- **TASK INSTRUCTIONS**
Tally the lines of the data below that contain the string "Formatter". Give the tally and nothing else.

- **Saved data entries**
//! Record domain model.
//!
//! # Responsibility
//! - Define the canonical record held by the context identity map.
//! - Provide read-only snapshots handed to callers and views.
//!
//! # Invariants
//! - `id` is stable, non-nil and never reused for another record.
//! - `values` always has one entry per declared attribute, in schema order.
//! - Equality is identity: two records are equal when their ids match.

use crate::model::schema::{AttributeError, AttributeValue, EntitySchema};
use serde::{Deserialize, Serialize};
use std::error::Error;
use std::fmt::{Display, Formatter};
use uuid::Uuid;

/// Stable identifier of one record.
pub type RecordId = Uuid;

/// Staging state of a record inside a context.
#[derive(Debug, Clone, Copy, PartialEq, Eq, Hash, Serialize, Deserialize)]
#[serde(rename_all = "snake_case")]
pub enum RecordState {
    /// Matches durable storage.
    Clean,
    /// New, not yet saved.
    Inserted,
    /// Changed since the last save.
    Modified,
    /// Marked for removal; purged by the next successful save.
    Deleted,
}

impl RecordState {
    /// Returns whether the record has pending changes.
    pub fn is_staged(self) -> bool {
        !matches!(self, Self::Clean)
    }
}

/// Rejected record identity.
#[derive(Debug, Clone, Copy, PartialEq, Eq)]
pub struct NilRecordId;

impl Display for NilRecordId {
    fn fmt(&self, f: &mut Formatter<'_>) -> std::fmt::Result {
        write!(f, "record id must not be nil")
    }
}

impl Error for NilRecordId {}

/// In-memory record with typed attribute values.
#[derive(Debug, Clone)]
pub struct Record {
    id: RecordId,
    entity: &'static EntitySchema,
    seq: u64,
    values: Vec<AttributeValue>,
}

impl Record {
    /// Creates a record with a generated id and every attribute set to its
    /// empty sentinel.
    ///
    /// `seq` is the insertion order used to break sort ties.
    pub fn new(entity: &'static EntitySchema, seq: u64) -> Self {
        Self {
            id: Uuid::new_v4(),
            entity,
            seq,
            values: entity
                .attributes
                .iter()
                .map(|def| def.kind.empty_value())
                .collect(),
        }
    }

    /// Creates an empty record with a caller-provided id.
    ///
    /// Used by load paths where identity already exists in storage.
    pub fn with_id(
        id: RecordId,
        entity: &'static EntitySchema,
        seq: u64,
    ) -> Result<Self, NilRecordId> {
        if id.is_nil() {
            return Err(NilRecordId);
        }
        let mut record = Self::new(entity, seq);
        record.id = id;
        Ok(record)
    }

    pub fn id(&self) -> RecordId {
        self.id
    }

    pub fn entity(&self) -> &'static EntitySchema {
        self.entity
    }

    /// Insertion order within the owning store.
    pub fn seq(&self) -> u64 {
        self.seq
    }

    /// Returns the value of `attribute`, or `None` when it is not declared.
    pub fn get(&self, attribute: &str) -> Option<&AttributeValue> {
        self.entity
            .index_of(attribute)
            .map(|index| &self.values[index])
    }

    /// Returns the value at a schema position.
    pub fn value_at(&self, index: usize) -> &AttributeValue {
        &self.values[index]
    }

    /// Sets one attribute after checking it against the schema.
    ///
    /// Returns whether the stored value changed.
    pub fn set(&mut self, attribute: &str, value: AttributeValue) -> Result<bool, AttributeError> {
        let index = self.entity.check_value(attribute, &value)?;
        if self.values[index] == value {
            return Ok(false);
        }
        self.values[index] = value;
        Ok(true)
    }

    /// Iterates `(attribute name, value)` pairs in schema order.
    pub fn attributes(&self) -> impl Iterator<Item = (&'static str, &AttributeValue)> + '_ {
        self.entity
            .attributes
            .iter()
            .map(|def| def.name)
            .zip(self.values.iter())
    }

    /// Copies this record into a caller-facing snapshot.
    pub fn snapshot(&self) -> RecordSnapshot {
        RecordSnapshot {
            id: self.id,
            entity: self.entity.name.to_string(),
            attributes: self
                .attributes()
                .map(|(name, value)| (name.to_string(), value.clone()))
                .collect(),
            fallbacks: self
                .entity
                .attributes
                .iter()
                .filter_map(|def| def.fallback.map(|text| (def.name, text)))
                .collect(),
        }
    }
}

impl PartialEq for Record {
    fn eq(&self, other: &Self) -> bool {
        self.id == other.id
    }
}

impl Eq for Record {}

/// Read-only copy of one record: id plus attribute values.
#[derive(Debug, Clone, PartialEq, Eq, Serialize)]
pub struct RecordSnapshot {
    pub id: RecordId,
    pub entity: String,
    pub attributes: Vec<(String, AttributeValue)>,
    #[serde(skip)]
    fallbacks: Vec<(&'static str, &'static str)>,
}

impl RecordSnapshot {
    pub fn get(&self, attribute: &str) -> Option<&AttributeValue> {
        self.attributes
            .iter()
            .find(|(name, _)| name == attribute)
            .map(|(_, value)| value)
    }

    /// Returns display text for `attribute`, using the declared fallback when
    /// the value is empty.
    pub fn display(&self, attribute: &str) -> String {
        let value = self.get(attribute);
        if let Some(value) = value.filter(|value| !value.is_empty()) {
            return value.to_string();
        }
        self.fallbacks
            .iter()
            .find(|(name, _)| *name == attribute)
            .map(|(_, text)| (*text).to_string())
            .unwrap_or_default()
    }
}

- **WRITTEN SOLUTION**
2